Il faut donc être prudent avant de rompre un contrat commercial puisqu’il est difficile de prévoir quelle solution le juge retiendra en cas de litige.

L’épidémie de Covid-19 est-elle une cause d’imprévision ?

Lorsque la force majeure ne peut pas être invoquée, la révision pour imprévision est également un moyen de rompre une relation commerciale. Toutefois, il est important de relever que l’imprévision ne peut être appliquée qu’aux contrats conclus ou renouvelés après le 1er octobre 2016.

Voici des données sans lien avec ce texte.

//! Booking metadata carried on checkout sessions and payment intents.
//!
//! Checkout writes these keys to both the session and its payment intent;
//! the webhook reads them back from the intent and, when required keys or
//! tax identifiers are missing, from the session.

use std::collections::{BTreeMap, HashMap};

use chrono::NaiveDate;
use uuid::Uuid;

use booking_bridge_core::ProductType;

use crate::payments::NormalizedCheckoutSession;
use crate::reconcile::{Address, PartnerInput};

/// Keys the webhook cannot reconcile without.
pub const REQUIRED_KEYS: &[&str] = &["order_number", "product_id", "customer_email", "guests"];

/// Alternative custom-field keys accepted from hosted checkout forms.
const CUSTOM_FIELD_ALIASES: &[(&str, &str)] = &[
    ("codice_fiscale", "fiscal_code"),
    ("codicefiscale", "fiscal_code"),
    ("partita_iva", "vat_number"),
    ("partitaiva", "vat_number"),
    ("vat", "vat_number"),
    ("codice_sdi", "sdi_code"),
    ("pec", "pec_email"),
    ("ragione_sociale", "company_name"),
];

macro_rules! booking_metadata {
    ($($field:ident),* $(,)?) => {
        /// Booking details keyed by their metadata names.
        #[derive(Debug, Clone, Default, PartialEq, Eq)]
        pub struct BookingMetadata {
            $(pub $field: Option<String>,)*
        }

        impl BookingMetadata {
            /// Read from a metadata map. Blank values count as missing.
            #[must_use]
            pub fn from_map<S: std::hash::BuildHasher>(map: &HashMap<String, String, S>) -> Self {
                Self {
                    $($field: non_blank(map.get(stringify!($field)).map(String::as_str)),)*
                }
            }

            /// Metadata map with every present key.
            #[must_use]
            pub fn to_map(&self) -> BTreeMap<String, String> {
                let mut map = BTreeMap::new();
                $(
                    if let Some(value) = &self.$field {
                        map.insert(stringify!($field).to_string(), value.clone());
                    }
                )*
                map
            }

            /// Fill missing keys from `other`. Present keys are kept.
            pub fn fill_from(&mut self, other: &Self) {
                $(
                    if self.$field.is_none() {
                        self.$field.clone_from(&other.$field);
                    }
                )*
            }

            fn set_if_missing(&mut self, key: &str, value: &str) {
                let value = non_blank(Some(value));
                match key {
                    $(stringify!($field) => {
                        if self.$field.is_none() {
                            self.$field = value;
                        }
                    })*
                    _ => {}
                }
            }
        }
    };
}

booking_metadata!(
    order_number,
    product_id,
    product_type,
    product_name,
    availability_slot_id,
    booking_date,
    time_slot,
    guests,
    dogs,
    customer_email,
    customer_name,
    customer_phone,
    is_b2b,
    company_name,
    vat_number,
    fiscal_code,
    sdi_code,
    pec_email,
    street,
    city,
    zip,
    province,
    country,
);

fn non_blank(value: Option<&str>) -> Option<String> {
    value
        .map(str::trim)
        .filter(|v| !v.is_empty())
        .map(str::to_string)
}

impl BookingMetadata {
    /// Required keys that are absent.
    #[must_use]
    pub fn missing_required(&self) -> Vec<&'static str> {
        REQUIRED_KEYS
            .iter()
            .copied()
            .filter(|key| match *key {
                "order_number" => self.order_number.is_none(),
                "product_id" => self.product_id.is_none(),
                "customer_email" => self.customer_email.is_none(),
                "guests" => self.guests.is_none(),
                _ => false,
            })
            .collect()
    }

    /// No tax identifier is present, or a business booking lacks its
    /// company name or VAT number.
    #[must_use]
    pub fn missing_tax_identity(&self) -> bool {
        let no_tax_id = self.fiscal_code.is_none() && self.vat_number.is_none();
        let incomplete_b2b =
            self.is_b2b() && (self.company_name.is_none() || self.vat_number.is_none());
        no_tax_id || incomplete_b2b
    }

    /// Enrich from a checkout session: its metadata, then the customer
    /// identity, then custom form fields.
    pub fn enrich_from_session(&mut self, session: &NormalizedCheckoutSession) {
        self.fill_from(&Self::from_map(&session.metadata));

        let customer = &session.customer;
        for (key, value) in [
            ("customer_email", &customer.email),
            ("customer_name", &customer.name),
            ("customer_phone", &customer.phone),
        ] {
            if let Some(value) = value {
                self.set_if_missing(key, value);
            }
        }

        for (key, value) in &session.custom_fields {
            let key = key.to_ascii_lowercase();
            let key = CUSTOM_FIELD_ALIASES
                .iter()
                .find(|(alias, _)| *alias == key)
                .map_or(key.as_str(), |(_, canonical)| *canonical);
            self.set_if_missing(key, value);
        }
    }

    #[must_use]
    pub fn product_uuid(&self) -> Option<Uuid> {
        self.product_id.as_deref().and_then(|id| Uuid::parse_str(id).ok())
    }

    #[must_use]
    pub fn slot_uuid(&self) -> Option<Uuid> {
        self.availability_slot_id
            .as_deref()
            .and_then(|id| Uuid::parse_str(id).ok())
    }

    /// Product type, defaulting to an experience.
    #[must_use]
    pub fn product_type(&self) -> ProductType {
        self.product_type
            .as_deref()
            .and_then(|t| t.parse().ok())
            .unwrap_or_default()
    }

    #[must_use]
    pub fn guests(&self) -> Option<u32> {
        self.guests.as_deref().and_then(|g| g.parse().ok())
    }

    /// Dogs, zero when absent or unparseable.
    #[must_use]
    pub fn dogs(&self) -> u32 {
        self.dogs
            .as_deref()
            .and_then(|d| d.parse().ok())
            .unwrap_or(0)
    }

    #[must_use]
    pub fn booking_date(&self) -> Option<NaiveDate> {
        self.booking_date
            .as_deref()
            .and_then(|d| NaiveDate::parse_from_str(d, "%Y-%m-%d").ok())
    }

    #[must_use]
    pub fn is_b2b(&self) -> bool {
        self.is_b2b
            .as_deref()
            .is_some_and(|v| matches!(v.to_ascii_lowercase().as_str(), "true" | "1" | "yes"))
    }

    #[must_use]
    pub fn address(&self) -> Address {
        Address {
            street: self.street.clone(),
            city: self.city.clone(),
            zip: self.zip.clone(),
            province: self.province.clone(),
            country: self.country.clone(),
        }
    }

    /// Partner resolver input for the paying customer.
    #[must_use]
    pub fn partner_input(&self, email: &str) -> PartnerInput {
        PartnerInput {
            email: email.to_string(),
            name: self.customer_name.clone().unwrap_or_default(),
            phone: self.customer_phone.clone(),
            fiscal_code: self.fiscal_code.clone(),
            vat_number: self.vat_number.clone(),
            sdi_code: self.sdi_code.clone(),
            pec_email: self.pec_email.clone(),
            company_name: self.company_name.clone(),
            address: self.address(),
            is_b2b: self.is_b2b(),
        }
    }
}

Prévue par l’article 1195 du Code civil, la théorie de l’imprévision prévoit la possibilité pour un cocontractant de demander la renégociation du contrat dès lors que trois conditions cumulatives sont réunies :

  • un changement de circonstances imprévisible lors de la conclusion du contrat ;
  • rendant son exécution excessivement onéreuse ;
  • pour une partie qui n’avait pas accepté d’en assumer le risque.

Dès lors, en cas de changement imprévisible de circonstances (l’augmentation importante du prix des matières premières par exemple) qui entraîne des difficultés financières importantes pour l’une des parties, celle-ci peut demander la renégociation du contrat. À défaut d’accord entre les parties, celles-ci pourront convenir de la résolution du contrat.

En dernier recours, « le juge peut, à la demande d’une partie, réviser le contrat ou y mettre fin, à la date et aux conditions qu’il fixe. »

Ainsi, il est fort probable que la Covid-19 entre dans le champ d’application de l’imprévision puisqu’elle a entrainé une hausse du prix de certaines matières premières.

Néanmoins comme pour la force majeure, la prudence est de mise du fait de l’absence de réponse claire de la part de la jurisprudence.

Enfin, l’article 4 de l’ordonnance du 25 mars 2020, a institué un mécanisme de report des sanctions (astreintes, pénalités, déchéances et clauses résolutoires) liées au non-respect des délais contractuels.